Not many people know that Walt Whitman - arguably the pre-eminent
American poet of the nineteenth century - began his literary career
as a novelist. Out of print since 1967, Franklin Evans, or the
Inebriate: A Tale of the Times, was his first and only novel.
Published in 1842, during a period of intense temperance movement
activity, it became Whitman's most popular work during his
lifetime, selling some twenty thousand copies. The novel tells the
rags-to-riches story of Franklin Evans, an innocent young man from
the Long Island countryside who seeks his fortune in New York City.

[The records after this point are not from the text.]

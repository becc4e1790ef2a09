//! Local + remote cache orchestration.

use super::config::CacheConfig;
use super::local::LocalCache;
use super::remote::{DisabledRemoteCache, RemoteCache, RestRemoteCache};
use crate::Result;
use serde::{de::DeserializeOwned, Serialize};
use serde_json::Value;
use std::num::NonZeroUsize;
use std::sync::atomic::{AtomicU64, Ordering};
use std::time::Duration;
use tracing::{debug, info, warn};

#[derive(Debug, Clone, Default, PartialEq, Eq)]
pub struct CacheStats {
    pub local_hits: u64,
    pub remote_hits: u64,
    pub misses: u64,
    pub sets: u64,
    pub deletes: u64,
    pub remote_errors: u64,
    pub decode_errors: u64,
}

impl CacheStats {
    pub fn hits(&self) -> u64 {
        self.local_hits + self.remote_hits
    }

    pub fn hit_ratio(&self) -> f64 {
        let total = self.hits() + self.misses;
        if total == 0 {
            0.0
        } else {
            self.hits() as f64 / total as f64
        }
    }
}

#[derive(Default)]
struct AtomicStats {
    local_hits: AtomicU64,
    remote_hits: AtomicU64,
    misses: AtomicU64,
    sets: AtomicU64,
    deletes: AtomicU64,
    remote_errors: AtomicU64,
    decode_errors: AtomicU64,
}

impl AtomicStats {
    fn bump(counter: &AtomicU64) {
        counter.fetch_add(1, Ordering::Relaxed);
    }

    fn to_stats(&self) -> CacheStats {
        CacheStats {
            local_hits: self.local_hits.load(Ordering::Relaxed),
            remote_hits: self.remote_hits.load(Ordering::Relaxed),
            misses: self.misses.load(Ordering::Relaxed),
            sets: self.sets.load(Ordering::Relaxed),
            deletes: self.deletes.load(Ordering::Relaxed),
            remote_errors: self.remote_errors.load(Ordering::Relaxed),
            decode_errors: self.decode_errors.load(Ordering::Relaxed),
        }
    }
}

/// Two-tier cache: an in-process LRU in front of an optional remote store.
///
/// - `get` reads local first, then remote, backfilling local on a remote hit.
/// - `set` writes local, then remote. Local visibility never waits on remote
///   success, and a remote failure is still reported.
/// - `delete` removes from local, then remote.
///
/// Remote errors surface as [`crate::Error::RemoteUnavailable`]; a missing key
/// is `Ok(None)`. The local lock is never held across a remote call.
pub struct MultiTierCache {
    local: LocalCache,
    remote: Box<dyn RemoteCache>,
    default_ttl: Option<Duration>,
    stats: AtomicStats,
}

impl MultiTierCache {
    pub fn new(local: LocalCache, remote: Box<dyn RemoteCache>) -> Self {
        Self {
            local,
            remote,
            default_ttl: None,
            stats: AtomicStats::default(),
        }
    }

    /// Cache with the remote tier disabled.
    pub fn local_only(max_entries: NonZeroUsize) -> Self {
        Self::new(LocalCache::new(max_entries), Box::new(DisabledRemoteCache))
    }

    pub fn from_config(config: &CacheConfig) -> Result<Self> {
        let remote: Box<dyn RemoteCache> = match &config.remote {
            Some(endpoint) => Box::new(RestRemoteCache::new(endpoint)?),
            None => Box::new(DisabledRemoteCache),
        };
        let cache = Self::new(LocalCache::new(config.lru_size), remote)
            .with_default_ttl(config.default_ttl);
        info!(
            local_capacity = config.lru_size.get(),
            remote = cache.remote_name(),
            "multi-tier cache ready"
        );
        Ok(cache)
    }

    /// Expiry applied to remote writes made through [`set`](Self::set).
    pub fn with_default_ttl(mut self, ttl: Option<Duration>) -> Self {
        self.default_ttl = ttl;
        self
    }

    pub async fn get(&self, key: &str) -> Result<Option<Value>> {
        if let Some(value) = self.local.get(key) {
            debug!(key, "local cache hit");
            AtomicStats::bump(&self.stats.local_hits);
            return Ok(Some(value));
        }
        if !self.remote.enabled() {
            AtomicStats::bump(&self.stats.misses);
            return Ok(None);
        }
        match self.remote.get(key).await {
            Ok(Some(value)) => {
                debug!(key, remote = self.remote.name(), "remote hit, backfilling local");
                AtomicStats::bump(&self.stats.remote_hits);
                self.local.set(key, value.clone());
                Ok(Some(value))
            }
            Ok(None) => {
                AtomicStats::bump(&self.stats.misses);
                Ok(None)
            }
            Err(e) => Err(self.remote_failed(key, "get", e)),
        }
    }

    pub async fn set(&self, key: &str, value: Value) -> Result<()> {
        self.set_with_ttl(key, value, self.default_ttl).await
    }

    /// Like [`set`](Self::set) with an explicit remote expiry (`None` = never).
    pub async fn set_with_ttl(&self, key: &str, value: Value, ttl: Option<Duration>) -> Result<()> {
        AtomicStats::bump(&self.stats.sets);
        self.local.set(key, value.clone());
        if !self.remote.enabled() {
            return Ok(());
        }
        self.remote
            .set(key, &value, ttl)
            .await
            .map_err(|e| self.remote_failed(key, "set", e))
    }

    pub async fn delete(&self, key: &str) -> Result<()> {
        AtomicStats::bump(&self.stats.deletes);
        self.local.delete(key);
        if !self.remote.enabled() {
            return Ok(());
        }
        self.remote
            .delete(key)
            .await
            .map_err(|e| self.remote_failed(key, "delete", e))
    }

    /// Typed read. A value that does not deserialize into `T` counts as a miss.
    pub async fn get_as<T: DeserializeOwned>(&self, key: &str) -> Result<Option<T>> {
        let Some(value) = self.get(key).await? else {
            return Ok(None);
        };
        match serde_json::from_value(value) {
            Ok(v) => Ok(Some(v)),
            Err(e) => {
                warn!(key, error = %e, "cached value has unexpected shape");
                AtomicStats::bump(&self.stats.decode_errors);
                Ok(None)
            }
        }
    }

    pub async fn set_as<T: Serialize>(&self, key: &str, value: &T) -> Result<()> {
        let value = serde_json::to_value(value)?;
        self.set(key, value).await
    }

    pub fn stats(&self) -> CacheStats {
        self.stats.to_stats()
    }

    pub fn remote_enabled(&self) -> bool {
        self.remote.enabled()
    }

    pub fn remote_name(&self) -> &'static str {
        self.remote.name()
    }

    pub fn local(&self) -> &LocalCache {
        &self.local
    }

    fn remote_failed(&self, key: &str, op: &str, err: crate::Error) -> crate::Error {
        AtomicStats::bump(&self.stats.remote_errors);
        warn!(key, op, remote = self.remote.name(), error = %err, "remote cache operation failed");
        err
    }
}

impl std::fmt::Debug for MultiTierCache {
    fn fmt(&self, f: &mut std::fmt::Formatter<'_>) -> std::fmt::Result {
        f.debug_struct("MultiTierCache")
            .field("local", &self.local)
            .field("remote", &self.remote.name())
            .field("default_ttl", &self.default_ttl)
            .finish()
    }
}

#[cfg(test)]
mod tests {
    use super::super::remote::InMemoryRemoteCache;
    use super::*;
    use serde::Deserialize;
    use serde_json::json;

    fn size(n: usize) -> NonZeroUsize {
        NonZeroUsize::new(n).unwrap()
    }

    #[tokio::test]
    async fn test_local_only_never_touches_remote() {
        let cache = MultiTierCache::local_only(size(8));
        assert!(!cache.remote_enabled());
        assert_eq!(cache.get("missing").await.unwrap(), None);
        cache.set("k", json!("v")).await.unwrap();
        assert_eq!(cache.get("k").await.unwrap(), Some(json!("v")));
        cache.delete("k").await.unwrap();
        cache.delete("k").await.unwrap();
        assert_eq!(cache.get("k").await.unwrap(), None);

        let stats = cache.stats();
        assert_eq!(stats.local_hits, 1);
        assert_eq!(stats.misses, 2);
        assert_eq!(stats.remote_errors, 0);
    }

    #[tokio::test]
    async fn test_write_through_reaches_both_tiers() {
        let cache = MultiTierCache::new(LocalCache::new(size(8)), Box::new(InMemoryRemoteCache::new()));
        cache.set("k", json!({"a": 1})).await.unwrap();
        assert!(cache.local().contains("k"));

        // Drop the local copy; the remote copy must serve it back.
        cache.local().delete("k");
        assert_eq!(cache.get("k").await.unwrap(), Some(json!({"a": 1})));
        assert!(cache.local().contains("k"));
        assert_eq!(cache.stats().remote_hits, 1);
    }

    #[derive(Debug, PartialEq, Serialize, Deserialize)]
    struct Prefs {
        language: String,
    }

    #[tokio::test]
    async fn test_typed_helpers() {
        let cache = MultiTierCache::local_only(size(4));
        let prefs = Prefs {
            language: "German".into(),
        };
        cache.set_as("p", &prefs).await.unwrap();
        assert_eq!(cache.get_as::<Prefs>("p").await.unwrap(), Some(prefs));

        cache.set("bad", json!([1, 2, 3])).await.unwrap();
        assert_eq!(cache.get_as::<Prefs>("bad").await.unwrap(), None);
        assert_eq!(cache.stats().decode_errors, 1);
    }

    #[test]
    fn test_hit_ratio() {
        let stats = CacheStats {
            local_hits: 2,
            remote_hits: 1,
            misses: 1,
            ..Default::default()
        };
        assert_eq!(stats.hits(), 3);
        assert!((stats.hit_ratio() - 0.75).abs() < f64::EPSILON);
        assert_eq!(CacheStats::default().hit_ratio(), 0.0);
    }

    #[test]
    fn test_from_config_local_only() {
        let cache = MultiTierCache::from_config(&CacheConfig::local_only(size(3))).unwrap();
        assert_eq!(cache.remote_name(), "disabled");
        assert_eq!(cache.local().capacity(), 3);
    }
}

Corrupted by music halls, theatres, and above all taverns, he
gradually becomes a drunkard. Until the very end of the tale,
Evans' efforts to reform fail, and each time he resumes drinking,
another series of misadventures ensues. Along the way, he tries to
ally himself with several powerful, wealthy men, and he marries
twice. His first wife dies the victim of his drunken neglect, and
his second wife - a Creole slave that he rescues from a lascivious
overseer - kills herself after murdering his mistress. The death of
one of his benefactors finally prompts Evans to sign a "total
abstinence pledge." The editors' substantial introduction locates
Franklin Evans in relation to Whitman's life and career,
mid-nineteenth-century American print culture, and many of the
developments and institutions the novel depicts, including
urbanization, immigration, slavery, the temperance movement, and
new understandings of class, race, gender, and sexuality. This
edition includes three very short temperance stories Whitman
published at about the same time as he did Franklin Evans, the
surviving fragment of what appears to be another unfinished
temperance novel by Whitman, and a temperance speech by Abraham
Lincoln from the same year Franklin Evans was published.